(AVAILABLE DATA Opens)

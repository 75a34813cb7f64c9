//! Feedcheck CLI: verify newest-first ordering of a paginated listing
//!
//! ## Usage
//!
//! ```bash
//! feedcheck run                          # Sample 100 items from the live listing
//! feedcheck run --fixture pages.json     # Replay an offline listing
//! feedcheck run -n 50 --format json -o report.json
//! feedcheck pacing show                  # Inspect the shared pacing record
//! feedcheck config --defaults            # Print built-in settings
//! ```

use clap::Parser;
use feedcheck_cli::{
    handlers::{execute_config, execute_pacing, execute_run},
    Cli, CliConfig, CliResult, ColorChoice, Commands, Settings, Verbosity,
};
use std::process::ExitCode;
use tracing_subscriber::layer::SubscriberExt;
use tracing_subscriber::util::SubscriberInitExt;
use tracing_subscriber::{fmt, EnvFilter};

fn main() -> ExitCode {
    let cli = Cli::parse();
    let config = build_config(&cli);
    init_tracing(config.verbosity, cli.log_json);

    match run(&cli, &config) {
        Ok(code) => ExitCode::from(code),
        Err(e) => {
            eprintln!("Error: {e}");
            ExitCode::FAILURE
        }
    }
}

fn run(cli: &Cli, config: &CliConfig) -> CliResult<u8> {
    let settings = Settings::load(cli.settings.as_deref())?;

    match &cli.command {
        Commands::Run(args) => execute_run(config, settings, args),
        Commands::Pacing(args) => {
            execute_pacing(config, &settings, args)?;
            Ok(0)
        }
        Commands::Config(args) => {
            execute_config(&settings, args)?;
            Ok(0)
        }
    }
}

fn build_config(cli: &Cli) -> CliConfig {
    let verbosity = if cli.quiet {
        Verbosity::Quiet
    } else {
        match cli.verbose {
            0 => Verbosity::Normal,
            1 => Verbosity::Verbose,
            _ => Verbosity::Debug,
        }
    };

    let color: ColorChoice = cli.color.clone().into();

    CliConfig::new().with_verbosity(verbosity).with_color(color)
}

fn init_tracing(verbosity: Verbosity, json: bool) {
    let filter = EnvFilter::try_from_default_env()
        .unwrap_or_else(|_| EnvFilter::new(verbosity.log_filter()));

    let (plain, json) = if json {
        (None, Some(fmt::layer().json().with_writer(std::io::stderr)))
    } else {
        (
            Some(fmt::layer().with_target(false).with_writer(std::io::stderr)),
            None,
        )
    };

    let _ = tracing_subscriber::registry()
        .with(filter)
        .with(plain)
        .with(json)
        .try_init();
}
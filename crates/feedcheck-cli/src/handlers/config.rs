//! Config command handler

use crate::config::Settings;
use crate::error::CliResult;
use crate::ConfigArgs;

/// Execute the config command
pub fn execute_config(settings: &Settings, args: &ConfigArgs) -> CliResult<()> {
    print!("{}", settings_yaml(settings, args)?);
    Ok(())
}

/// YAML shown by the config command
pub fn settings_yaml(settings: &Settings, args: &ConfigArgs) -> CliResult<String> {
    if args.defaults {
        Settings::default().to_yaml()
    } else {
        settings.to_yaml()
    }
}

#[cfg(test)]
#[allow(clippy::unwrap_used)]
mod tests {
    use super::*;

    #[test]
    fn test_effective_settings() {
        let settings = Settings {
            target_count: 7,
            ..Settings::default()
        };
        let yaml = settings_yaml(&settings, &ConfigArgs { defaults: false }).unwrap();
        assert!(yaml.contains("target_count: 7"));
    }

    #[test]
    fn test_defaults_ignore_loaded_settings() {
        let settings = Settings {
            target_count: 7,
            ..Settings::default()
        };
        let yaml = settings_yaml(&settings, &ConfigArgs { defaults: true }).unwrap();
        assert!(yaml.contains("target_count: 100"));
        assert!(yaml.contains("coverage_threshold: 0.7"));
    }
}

(AVAILABLE DATA Closes)
(AVAILABLE DATA Opens)

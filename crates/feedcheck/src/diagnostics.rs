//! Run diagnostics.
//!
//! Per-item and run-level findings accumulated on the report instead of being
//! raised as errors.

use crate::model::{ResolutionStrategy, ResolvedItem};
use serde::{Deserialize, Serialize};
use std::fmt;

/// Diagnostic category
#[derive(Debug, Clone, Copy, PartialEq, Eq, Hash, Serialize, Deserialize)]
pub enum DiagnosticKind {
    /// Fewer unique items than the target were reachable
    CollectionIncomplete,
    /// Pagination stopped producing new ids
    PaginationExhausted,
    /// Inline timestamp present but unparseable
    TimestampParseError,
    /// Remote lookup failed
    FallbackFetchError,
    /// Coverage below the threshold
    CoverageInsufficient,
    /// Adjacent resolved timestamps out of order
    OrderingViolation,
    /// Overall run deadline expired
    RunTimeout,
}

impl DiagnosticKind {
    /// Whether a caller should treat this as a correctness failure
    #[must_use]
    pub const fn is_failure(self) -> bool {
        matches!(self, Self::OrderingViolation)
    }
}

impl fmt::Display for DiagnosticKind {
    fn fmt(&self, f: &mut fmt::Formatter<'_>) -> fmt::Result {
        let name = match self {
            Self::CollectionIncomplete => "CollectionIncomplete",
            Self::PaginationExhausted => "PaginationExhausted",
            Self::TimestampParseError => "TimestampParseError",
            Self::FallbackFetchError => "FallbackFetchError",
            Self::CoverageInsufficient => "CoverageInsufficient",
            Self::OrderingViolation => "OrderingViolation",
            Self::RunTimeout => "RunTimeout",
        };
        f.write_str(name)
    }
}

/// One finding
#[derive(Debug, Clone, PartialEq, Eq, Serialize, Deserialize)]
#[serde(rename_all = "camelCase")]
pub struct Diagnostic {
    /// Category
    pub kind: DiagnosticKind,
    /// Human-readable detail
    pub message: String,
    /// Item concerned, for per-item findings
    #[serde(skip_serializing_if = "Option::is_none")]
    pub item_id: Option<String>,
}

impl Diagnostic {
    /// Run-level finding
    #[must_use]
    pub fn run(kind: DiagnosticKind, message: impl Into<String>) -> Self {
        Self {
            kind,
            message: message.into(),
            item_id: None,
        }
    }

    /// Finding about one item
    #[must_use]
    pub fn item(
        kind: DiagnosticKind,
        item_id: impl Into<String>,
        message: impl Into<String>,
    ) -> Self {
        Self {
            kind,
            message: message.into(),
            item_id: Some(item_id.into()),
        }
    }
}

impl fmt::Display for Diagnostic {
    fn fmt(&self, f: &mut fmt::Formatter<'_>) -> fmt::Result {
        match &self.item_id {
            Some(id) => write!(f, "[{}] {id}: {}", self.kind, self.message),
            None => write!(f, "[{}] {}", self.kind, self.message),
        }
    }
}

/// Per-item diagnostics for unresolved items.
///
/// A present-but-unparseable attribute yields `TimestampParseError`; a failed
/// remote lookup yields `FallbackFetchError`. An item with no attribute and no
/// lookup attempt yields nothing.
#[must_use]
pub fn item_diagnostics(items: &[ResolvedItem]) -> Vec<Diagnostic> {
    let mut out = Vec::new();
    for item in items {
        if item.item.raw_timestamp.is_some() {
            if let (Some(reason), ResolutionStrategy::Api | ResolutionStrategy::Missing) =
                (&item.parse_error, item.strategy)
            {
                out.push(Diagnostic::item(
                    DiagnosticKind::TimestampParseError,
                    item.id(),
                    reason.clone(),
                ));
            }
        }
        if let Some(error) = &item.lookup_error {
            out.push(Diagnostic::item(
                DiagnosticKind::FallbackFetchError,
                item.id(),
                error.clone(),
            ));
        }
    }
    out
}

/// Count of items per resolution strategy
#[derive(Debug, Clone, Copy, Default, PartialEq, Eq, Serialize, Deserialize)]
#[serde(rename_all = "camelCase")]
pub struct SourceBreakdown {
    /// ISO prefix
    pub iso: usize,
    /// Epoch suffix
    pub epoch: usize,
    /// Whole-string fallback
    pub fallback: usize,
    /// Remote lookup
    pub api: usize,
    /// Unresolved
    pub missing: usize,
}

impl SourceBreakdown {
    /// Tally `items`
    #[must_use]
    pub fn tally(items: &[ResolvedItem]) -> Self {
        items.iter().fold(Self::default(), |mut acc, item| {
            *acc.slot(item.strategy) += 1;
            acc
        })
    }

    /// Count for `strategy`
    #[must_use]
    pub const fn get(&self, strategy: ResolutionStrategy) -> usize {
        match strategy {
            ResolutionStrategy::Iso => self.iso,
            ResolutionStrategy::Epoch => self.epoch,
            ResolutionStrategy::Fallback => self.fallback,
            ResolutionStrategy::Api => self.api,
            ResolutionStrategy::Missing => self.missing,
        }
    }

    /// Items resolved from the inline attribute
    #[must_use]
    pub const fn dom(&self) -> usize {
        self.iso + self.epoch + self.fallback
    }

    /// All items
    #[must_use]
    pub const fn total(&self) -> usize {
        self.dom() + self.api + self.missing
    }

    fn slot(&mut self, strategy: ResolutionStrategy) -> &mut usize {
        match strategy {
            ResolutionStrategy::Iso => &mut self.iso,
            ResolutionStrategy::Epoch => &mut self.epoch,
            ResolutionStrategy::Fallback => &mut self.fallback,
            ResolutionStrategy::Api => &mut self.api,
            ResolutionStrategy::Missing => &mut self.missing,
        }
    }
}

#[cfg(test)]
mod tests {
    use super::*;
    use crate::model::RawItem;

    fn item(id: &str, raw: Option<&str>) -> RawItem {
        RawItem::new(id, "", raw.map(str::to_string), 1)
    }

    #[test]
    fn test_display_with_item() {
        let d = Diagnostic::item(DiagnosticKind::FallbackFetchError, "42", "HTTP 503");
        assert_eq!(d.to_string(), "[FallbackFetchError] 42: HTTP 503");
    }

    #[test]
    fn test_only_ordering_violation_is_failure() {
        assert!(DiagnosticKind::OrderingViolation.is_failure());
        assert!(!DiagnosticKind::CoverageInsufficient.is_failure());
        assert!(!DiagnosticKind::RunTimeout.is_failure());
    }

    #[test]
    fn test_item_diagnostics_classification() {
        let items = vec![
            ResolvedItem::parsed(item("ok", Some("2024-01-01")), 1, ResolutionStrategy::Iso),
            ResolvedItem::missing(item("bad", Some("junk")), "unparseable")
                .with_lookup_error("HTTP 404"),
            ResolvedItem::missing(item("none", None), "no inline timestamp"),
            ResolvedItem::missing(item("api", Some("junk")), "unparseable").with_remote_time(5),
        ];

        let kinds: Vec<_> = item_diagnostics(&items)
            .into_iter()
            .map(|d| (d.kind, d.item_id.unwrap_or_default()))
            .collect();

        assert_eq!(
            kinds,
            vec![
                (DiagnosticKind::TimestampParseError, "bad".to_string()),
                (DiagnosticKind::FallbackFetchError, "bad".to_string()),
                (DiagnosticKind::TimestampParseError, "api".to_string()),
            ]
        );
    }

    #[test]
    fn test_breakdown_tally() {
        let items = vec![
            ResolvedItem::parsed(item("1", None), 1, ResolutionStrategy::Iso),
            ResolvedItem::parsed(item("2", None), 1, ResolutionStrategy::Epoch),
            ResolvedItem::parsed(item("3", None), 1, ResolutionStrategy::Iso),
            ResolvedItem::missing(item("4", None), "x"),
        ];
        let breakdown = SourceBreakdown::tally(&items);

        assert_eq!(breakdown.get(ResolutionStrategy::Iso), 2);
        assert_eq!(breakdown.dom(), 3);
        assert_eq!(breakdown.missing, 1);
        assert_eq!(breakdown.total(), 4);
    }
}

(AVAILABLE DATA Closes)
(AVAILABLE DATA Opens)

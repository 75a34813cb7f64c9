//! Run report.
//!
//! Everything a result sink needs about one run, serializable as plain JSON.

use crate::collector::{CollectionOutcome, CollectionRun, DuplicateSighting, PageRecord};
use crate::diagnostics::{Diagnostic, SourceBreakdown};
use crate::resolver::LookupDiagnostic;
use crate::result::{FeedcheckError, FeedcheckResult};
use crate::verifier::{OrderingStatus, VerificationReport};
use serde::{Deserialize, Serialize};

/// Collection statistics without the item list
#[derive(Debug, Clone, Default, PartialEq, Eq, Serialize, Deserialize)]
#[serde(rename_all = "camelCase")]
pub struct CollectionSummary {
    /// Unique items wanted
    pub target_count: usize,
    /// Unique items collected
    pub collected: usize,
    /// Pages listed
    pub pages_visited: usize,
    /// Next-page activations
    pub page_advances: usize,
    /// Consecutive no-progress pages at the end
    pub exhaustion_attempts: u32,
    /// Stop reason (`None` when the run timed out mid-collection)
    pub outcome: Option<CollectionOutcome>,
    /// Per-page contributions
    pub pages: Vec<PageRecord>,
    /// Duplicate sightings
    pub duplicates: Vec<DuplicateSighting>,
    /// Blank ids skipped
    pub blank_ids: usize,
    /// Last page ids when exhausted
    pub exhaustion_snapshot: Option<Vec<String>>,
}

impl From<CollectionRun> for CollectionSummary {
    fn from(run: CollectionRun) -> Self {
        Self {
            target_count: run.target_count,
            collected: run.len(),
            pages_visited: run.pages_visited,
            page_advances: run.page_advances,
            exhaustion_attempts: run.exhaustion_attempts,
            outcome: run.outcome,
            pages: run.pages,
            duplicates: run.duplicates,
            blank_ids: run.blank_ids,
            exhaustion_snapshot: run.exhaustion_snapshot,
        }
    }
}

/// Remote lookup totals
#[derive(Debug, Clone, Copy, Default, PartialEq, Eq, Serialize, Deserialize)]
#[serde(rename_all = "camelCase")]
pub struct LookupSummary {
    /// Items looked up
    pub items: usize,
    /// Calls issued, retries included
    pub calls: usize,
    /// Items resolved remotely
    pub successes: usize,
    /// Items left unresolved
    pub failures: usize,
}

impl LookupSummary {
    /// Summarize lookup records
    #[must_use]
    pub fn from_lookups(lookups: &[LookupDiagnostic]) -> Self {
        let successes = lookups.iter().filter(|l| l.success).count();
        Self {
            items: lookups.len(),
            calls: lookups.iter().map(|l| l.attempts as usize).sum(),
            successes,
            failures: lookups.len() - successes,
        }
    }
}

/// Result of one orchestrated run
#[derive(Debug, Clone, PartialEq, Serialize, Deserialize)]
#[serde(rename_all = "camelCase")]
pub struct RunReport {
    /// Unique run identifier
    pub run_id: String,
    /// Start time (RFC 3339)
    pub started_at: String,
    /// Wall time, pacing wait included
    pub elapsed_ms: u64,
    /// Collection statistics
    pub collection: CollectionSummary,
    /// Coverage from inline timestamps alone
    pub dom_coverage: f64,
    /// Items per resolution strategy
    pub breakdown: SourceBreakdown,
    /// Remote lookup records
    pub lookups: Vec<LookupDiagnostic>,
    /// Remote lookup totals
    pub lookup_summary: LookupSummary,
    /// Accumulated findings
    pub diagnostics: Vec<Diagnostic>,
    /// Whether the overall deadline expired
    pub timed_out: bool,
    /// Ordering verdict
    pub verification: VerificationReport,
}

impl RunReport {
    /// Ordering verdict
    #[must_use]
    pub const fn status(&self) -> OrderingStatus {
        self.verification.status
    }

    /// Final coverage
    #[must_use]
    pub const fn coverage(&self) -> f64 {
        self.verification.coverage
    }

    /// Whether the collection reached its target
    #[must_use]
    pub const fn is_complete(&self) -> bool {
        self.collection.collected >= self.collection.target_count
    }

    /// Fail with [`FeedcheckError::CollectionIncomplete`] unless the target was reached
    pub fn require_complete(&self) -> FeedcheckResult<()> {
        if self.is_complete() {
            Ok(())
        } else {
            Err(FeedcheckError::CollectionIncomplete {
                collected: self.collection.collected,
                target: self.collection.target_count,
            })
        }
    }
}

(AVAILABLE DATA Closes)

WHAT THE TASK REQUIRES -> Look through the entries above. Extract each line with the word "ColorChoice".

EXERCISE OUTPUT ->
    Cli, CliConfig, CliResult, ColorChoice, Commands, Settings, Verbosity,
    let color: ColorChoice = cli.color.clone().into();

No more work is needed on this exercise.